Figure 3. Whole genome phylogeny of X. vasicola isolates recovered from sorghum, T. laxum, Sugar cane and Maize. Isolates from Argentina, South Africa and US are highlighted in blue, red and green, respectively.

114 — 2017 Integrated Crop Management Conference - Iowa State University The maize growing regions where BLS is present in Argentina, South Africa and the U.S. share several similarities. BLS seems to be most prevalent in semi-arid to dry subhumid production regions in Argentina, South Africa and the United States often located at elevations near 3000 feet above sea level and between 28-40° from the equator (Figure 4). These regions experience similar growing conditions with hot, dry summers with occasionally intense thunderstorms. We have several hypotheses that may explain this phenomenon. First, semi-arid maize production often requires some type of irrigation, most frequently overhead irrigation.
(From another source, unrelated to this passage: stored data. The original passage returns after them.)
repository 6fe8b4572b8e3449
pub mod commands;
pub mod handlers;
pub mod output;
use std::borrow::Cow;

use serde::Serialize;

use crate::model::item::ItemId;
use crate::model::row::Row;
use crate::ops::grouping::Group;
use crate::util::unicode::{display_width, pad_to_width};

// ---------------------------------------------------------------------------
// JSON output structs
// ---------------------------------------------------------------------------

#[derive(Serialize)]
pub struct TableJson<'a> {
    pub name: &'a str,
    pub rows: &'a [Row],
}

#[derive(Serialize)]
pub struct GroupJson {
    pub id: String,
    pub size: usize,
    pub header: Option<String>,
    pub first: Option<f64>,
    pub last: Option<f64>,
}

#[derive(Serialize)]
pub struct MoveJson {
    pub active: ItemId,
    pub over: ItemId,
    pub changed: bool,
    #[serde(skip_serializing_if = "Option::is_none")]
    pub reason: Option<String>,
    #[serde(skip_serializing_if = "Vec::is_empty")]
    pub moved: Vec<MovedRowJson>,
}

#[derive(Debug, Serialize, PartialEq)]
pub struct MovedRowJson {
    pub id: String,
    pub group: String,
    pub from: f64,
    pub to: f64,
}

#[derive(Serialize)]
pub struct NormalizeJson {
    pub rows: usize,
    pub step: f64,
}

// ---------------------------------------------------------------------------
// Conversions
// ---------------------------------------------------------------------------

pub fn group_to_json(group: &Group) -> GroupJson {
    GroupJson {
        id: group.id.clone(),
        size: group.len(),
        header: group.header().map(|r| r.id.clone()),
        first: group.first_key(),
        last: group.last_key(),
    }
}

/// Rows whose key or group differs between `before` and `after`, in `after` order.
pub fn moved_rows(before: &[Row], after: &[Row]) -> Vec<MovedRowJson> {
    after
        .iter()
        .filter_map(|row| {
            let old = before.iter().find(|r| r.id == row.id)?;
            if old.order == row.order && old.group == row.group {
                return None;
            }
            Some(MovedRowJson {
                id: row.id.clone(),
                group: row.group.clone(),
                from: old.order,
                to: row.order,
            })
        })
        .collect()
}

// ---------------------------------------------------------------------------
// Human-readable formatting
// ---------------------------------------------------------------------------

/// Format a group summary line
pub fn format_group_line(group: &Group) -> String {
    let noun = if group.len() == 1 { "row" } else { "rows" };
    match (group.first_key(), group.last_key()) {
        (Some(first), Some(last)) => format!(
            "{}  {} {}  [{} .. {}]",
            group.id,
            group.len(),
            noun,
            first,
            last
        ),
        _ => format!("{}  0 rows", group.id),
    }
}

/// Format one moved row for `gt mv`
pub fn format_moved_line(moved: &MovedRowJson) -> String {
    format!("{}  {} → {}  ({})", moved.id, moved.from, moved.to, moved.group)
}

/// Render rows as a text table with the group column merged.
///
/// Rows must be sorted with spans computed: the group cell is printed only on
/// rows that carry a span, and a rule is drawn above every group but the first.
pub fn render_table(rows: &[Row], columns: &[String]) -> String {
    let mut headers: Vec<Cow<'_, str>> = vec![Cow::Borrowed("group"), Cow::Borrowed("id")];
    headers.extend(columns.iter().map(|c| Cow::Borrowed(c.as_str())));

    let cells: Vec<Vec<Cow<'_, str>>> = rows
        .iter()
        .map(|row| {
            let mut line = vec![
                Cow::Borrowed(if row.is_header() { row.group.as_str() } else { "" }),
                Cow::Borrowed(row.id.as_str()),
            ];
            line.extend(
                columns
                    .iter()
                    .map(|c| row.field_text(c).unwrap_or(Cow::Borrowed(""))),
            );
            line
        })
        .collect();

    let mut widths: Vec<usize> = headers.iter().map(|h| display_width(h)).collect();
    for line in &cells {
        for (w, cell) in widths.iter_mut().zip(line) {
            *w = (*w).max(display_width(cell));
        }
    }

    let join = |line: &[Cow<'_, str>]| -> String {
        let padded: Vec<String> = line
            .iter()
            .zip(&widths)
            .map(|(cell, &w)| pad_to_width(cell, w))
            .collect();
        padded.join(" | ").trim_end().to_string()
    };
    let rule = widths
        .iter()
        .map(|&w| "-".repeat(w))
        .collect::<Vec<_>>()
        .join("-+-");

    let mut out = String::new();
    out.push_str(&join(&headers));
    out.push('\n');
    out.push_str(&rule);
    out.push('\n');
    for (i, (row, line)) in rows.iter().zip(&cells).enumerate() {
        if i > 0 && row.is_header() {
            out.push_str(&rule);
            out.push('\n');
        }
        out.push_str(&join(line));
        out.push('\n');
    }
    out
}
We believe the combination of warm temperatures and frequent overhead irrigation creates an ideal environment for this disease to reach epidemic levels. This has certainly been the case in the U.S. where the most significant levels of disease have been observed in eastern Colorado and western Nebraska where the majority of the corn is under center-pivot irrigation and the climate is more arid. In the case of Argentina, much of the corn is grown without irrigation, but summers are hot and the area is prone to thunderstorms that produce strong winds and hail, which may be important for disease spread. Xvv may be very well-adapted to thrive in these hot, dry climates where periodic wind, rain and irrigation allow it to spread.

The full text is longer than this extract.